Instructions to follow => In the entries below, the lines from the one with "resolves a resource" through the one with "use crate::state::AppState;" are to be copied exactly; both ends count.

┄┄┄┄┄┄┄┄┄┄┄┄┄┄┄┄┄┄┄┄

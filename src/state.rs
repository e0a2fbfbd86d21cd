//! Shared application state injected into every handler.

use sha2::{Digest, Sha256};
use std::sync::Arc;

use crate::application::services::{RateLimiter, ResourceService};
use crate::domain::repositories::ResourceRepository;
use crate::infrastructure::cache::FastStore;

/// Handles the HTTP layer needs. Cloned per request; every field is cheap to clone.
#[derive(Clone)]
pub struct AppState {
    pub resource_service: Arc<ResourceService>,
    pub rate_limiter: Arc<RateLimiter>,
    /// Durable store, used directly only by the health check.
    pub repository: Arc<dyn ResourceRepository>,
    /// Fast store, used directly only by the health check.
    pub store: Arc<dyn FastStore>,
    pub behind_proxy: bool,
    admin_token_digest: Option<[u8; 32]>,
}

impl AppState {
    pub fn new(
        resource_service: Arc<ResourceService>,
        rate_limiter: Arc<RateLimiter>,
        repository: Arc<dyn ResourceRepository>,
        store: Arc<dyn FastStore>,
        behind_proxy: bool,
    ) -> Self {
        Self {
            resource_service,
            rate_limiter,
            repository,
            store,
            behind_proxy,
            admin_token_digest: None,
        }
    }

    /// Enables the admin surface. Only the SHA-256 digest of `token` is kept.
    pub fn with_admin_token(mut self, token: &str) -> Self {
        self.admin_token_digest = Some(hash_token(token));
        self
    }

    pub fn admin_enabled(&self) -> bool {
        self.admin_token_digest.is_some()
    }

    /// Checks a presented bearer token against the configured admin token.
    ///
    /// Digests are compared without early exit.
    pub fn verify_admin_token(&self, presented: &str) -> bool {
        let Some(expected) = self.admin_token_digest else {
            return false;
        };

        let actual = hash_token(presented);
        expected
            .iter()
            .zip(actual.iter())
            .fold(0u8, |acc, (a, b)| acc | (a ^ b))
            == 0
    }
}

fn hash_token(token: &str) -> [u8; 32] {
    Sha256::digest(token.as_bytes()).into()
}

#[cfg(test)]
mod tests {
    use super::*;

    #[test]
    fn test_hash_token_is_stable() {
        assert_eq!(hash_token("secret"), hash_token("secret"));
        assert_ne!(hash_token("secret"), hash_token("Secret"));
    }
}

┄┄┄┄┄┄┄┄┄┄┄┄┄┄┄┄┄┄┄┄

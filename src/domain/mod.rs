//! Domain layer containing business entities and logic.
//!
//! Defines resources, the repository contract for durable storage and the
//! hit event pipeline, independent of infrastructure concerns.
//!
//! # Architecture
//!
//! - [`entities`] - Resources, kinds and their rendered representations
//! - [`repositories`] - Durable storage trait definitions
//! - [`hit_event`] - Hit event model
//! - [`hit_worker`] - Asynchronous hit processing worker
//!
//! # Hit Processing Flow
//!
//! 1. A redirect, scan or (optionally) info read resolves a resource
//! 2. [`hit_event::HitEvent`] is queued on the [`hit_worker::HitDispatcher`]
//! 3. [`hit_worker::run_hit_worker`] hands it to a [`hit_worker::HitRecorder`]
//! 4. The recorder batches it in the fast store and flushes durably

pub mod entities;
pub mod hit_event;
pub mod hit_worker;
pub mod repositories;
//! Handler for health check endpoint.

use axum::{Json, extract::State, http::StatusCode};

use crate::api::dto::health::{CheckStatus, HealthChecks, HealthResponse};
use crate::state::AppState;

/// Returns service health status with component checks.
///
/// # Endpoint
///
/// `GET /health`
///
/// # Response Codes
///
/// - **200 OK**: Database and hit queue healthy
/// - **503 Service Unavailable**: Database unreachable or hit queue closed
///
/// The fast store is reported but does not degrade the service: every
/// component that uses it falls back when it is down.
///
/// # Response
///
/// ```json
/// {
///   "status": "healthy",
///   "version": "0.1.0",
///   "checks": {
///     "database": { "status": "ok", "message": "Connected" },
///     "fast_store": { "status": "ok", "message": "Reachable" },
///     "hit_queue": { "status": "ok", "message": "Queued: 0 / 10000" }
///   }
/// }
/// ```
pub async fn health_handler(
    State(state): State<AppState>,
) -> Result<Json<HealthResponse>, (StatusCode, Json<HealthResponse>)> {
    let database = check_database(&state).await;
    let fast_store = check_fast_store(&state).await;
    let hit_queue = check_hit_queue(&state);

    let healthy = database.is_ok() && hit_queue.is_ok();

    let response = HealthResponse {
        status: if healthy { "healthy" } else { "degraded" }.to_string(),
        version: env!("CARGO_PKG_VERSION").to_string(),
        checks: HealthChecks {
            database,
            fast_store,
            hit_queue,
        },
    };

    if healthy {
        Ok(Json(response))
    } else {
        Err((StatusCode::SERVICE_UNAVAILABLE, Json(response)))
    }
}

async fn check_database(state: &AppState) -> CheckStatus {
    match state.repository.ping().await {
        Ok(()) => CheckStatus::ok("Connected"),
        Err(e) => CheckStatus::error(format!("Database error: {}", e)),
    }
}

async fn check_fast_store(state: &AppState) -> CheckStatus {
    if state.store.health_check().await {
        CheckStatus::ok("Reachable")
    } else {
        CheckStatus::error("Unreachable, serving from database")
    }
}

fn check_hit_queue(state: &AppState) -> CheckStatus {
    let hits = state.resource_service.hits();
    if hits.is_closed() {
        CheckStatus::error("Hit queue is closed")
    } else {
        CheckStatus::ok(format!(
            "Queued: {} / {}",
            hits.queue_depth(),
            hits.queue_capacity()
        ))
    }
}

┄┄┄┄┄┄┄┄┄┄┄┄┄┄┄┄┄┄┄┄

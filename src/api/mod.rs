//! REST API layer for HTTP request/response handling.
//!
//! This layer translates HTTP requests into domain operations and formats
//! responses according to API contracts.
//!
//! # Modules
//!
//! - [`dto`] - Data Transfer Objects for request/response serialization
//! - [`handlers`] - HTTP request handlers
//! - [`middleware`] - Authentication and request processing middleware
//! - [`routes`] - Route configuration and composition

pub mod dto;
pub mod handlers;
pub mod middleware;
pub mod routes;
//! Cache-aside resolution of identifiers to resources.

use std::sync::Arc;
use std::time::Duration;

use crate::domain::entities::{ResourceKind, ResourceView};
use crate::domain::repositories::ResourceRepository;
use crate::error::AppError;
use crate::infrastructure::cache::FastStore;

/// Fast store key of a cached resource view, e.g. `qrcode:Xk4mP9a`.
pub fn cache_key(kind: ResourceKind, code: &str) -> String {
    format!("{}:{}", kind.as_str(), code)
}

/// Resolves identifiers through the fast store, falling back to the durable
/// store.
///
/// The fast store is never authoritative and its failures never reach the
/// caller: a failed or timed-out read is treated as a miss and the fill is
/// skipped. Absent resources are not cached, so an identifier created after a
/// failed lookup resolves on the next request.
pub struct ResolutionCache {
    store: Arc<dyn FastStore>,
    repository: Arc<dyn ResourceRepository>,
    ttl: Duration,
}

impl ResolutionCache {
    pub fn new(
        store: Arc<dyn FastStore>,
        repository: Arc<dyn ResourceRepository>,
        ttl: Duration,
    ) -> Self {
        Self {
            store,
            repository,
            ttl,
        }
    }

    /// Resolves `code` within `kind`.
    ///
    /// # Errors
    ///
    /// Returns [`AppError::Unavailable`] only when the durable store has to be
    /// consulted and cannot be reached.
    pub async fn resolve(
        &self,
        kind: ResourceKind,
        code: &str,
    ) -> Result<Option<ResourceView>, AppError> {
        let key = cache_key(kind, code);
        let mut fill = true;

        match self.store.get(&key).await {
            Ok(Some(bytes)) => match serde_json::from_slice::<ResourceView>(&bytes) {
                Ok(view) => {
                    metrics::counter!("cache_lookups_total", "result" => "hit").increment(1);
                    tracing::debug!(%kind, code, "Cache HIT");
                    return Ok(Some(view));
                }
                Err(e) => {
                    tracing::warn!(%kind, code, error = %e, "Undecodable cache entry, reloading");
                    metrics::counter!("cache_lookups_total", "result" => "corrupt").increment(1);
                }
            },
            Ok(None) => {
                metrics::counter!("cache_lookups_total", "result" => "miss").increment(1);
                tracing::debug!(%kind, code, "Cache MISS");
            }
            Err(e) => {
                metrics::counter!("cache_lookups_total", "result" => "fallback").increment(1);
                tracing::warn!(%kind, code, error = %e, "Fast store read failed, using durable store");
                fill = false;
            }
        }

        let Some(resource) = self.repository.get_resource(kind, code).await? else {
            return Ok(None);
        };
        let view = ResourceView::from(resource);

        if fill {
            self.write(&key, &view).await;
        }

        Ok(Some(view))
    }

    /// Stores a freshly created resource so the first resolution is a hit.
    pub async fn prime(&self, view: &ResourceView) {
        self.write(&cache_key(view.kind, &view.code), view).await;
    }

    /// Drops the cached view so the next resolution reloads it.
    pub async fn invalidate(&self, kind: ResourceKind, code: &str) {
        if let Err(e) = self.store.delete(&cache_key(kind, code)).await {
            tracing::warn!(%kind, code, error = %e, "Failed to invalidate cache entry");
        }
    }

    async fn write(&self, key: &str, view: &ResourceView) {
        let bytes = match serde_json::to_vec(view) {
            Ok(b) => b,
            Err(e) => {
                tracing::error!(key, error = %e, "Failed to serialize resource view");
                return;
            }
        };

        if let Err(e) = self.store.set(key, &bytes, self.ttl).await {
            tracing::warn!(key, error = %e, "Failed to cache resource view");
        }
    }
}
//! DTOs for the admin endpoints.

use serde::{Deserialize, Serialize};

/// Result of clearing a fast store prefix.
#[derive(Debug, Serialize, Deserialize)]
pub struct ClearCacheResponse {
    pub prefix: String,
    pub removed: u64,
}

┄┄┄┄┄┄┄┄┄┄┄┄┄┄┄┄┄┄┄┄

Result below =>
//! 1. A redirect, scan or (optionally) info read resolves a resource
//! 2. [`hit_event::HitEvent`] is queued on the [`hit_worker::HitDispatcher`]
//! 3. [`hit_worker::run_hit_worker`] hands it to a [`hit_worker::HitRecorder`]
//! 4. The recorder batches it in the fast store and flushes durably

pub mod entities;
pub mod hit_event;
pub mod hit_worker;
pub mod repositories;
//! Handler for health check endpoint.

use axum::{Json, extract::State, http::StatusCode};

use crate::api::dto::health::{CheckStatus, HealthChecks, HealthResponse};
use crate::state::AppState;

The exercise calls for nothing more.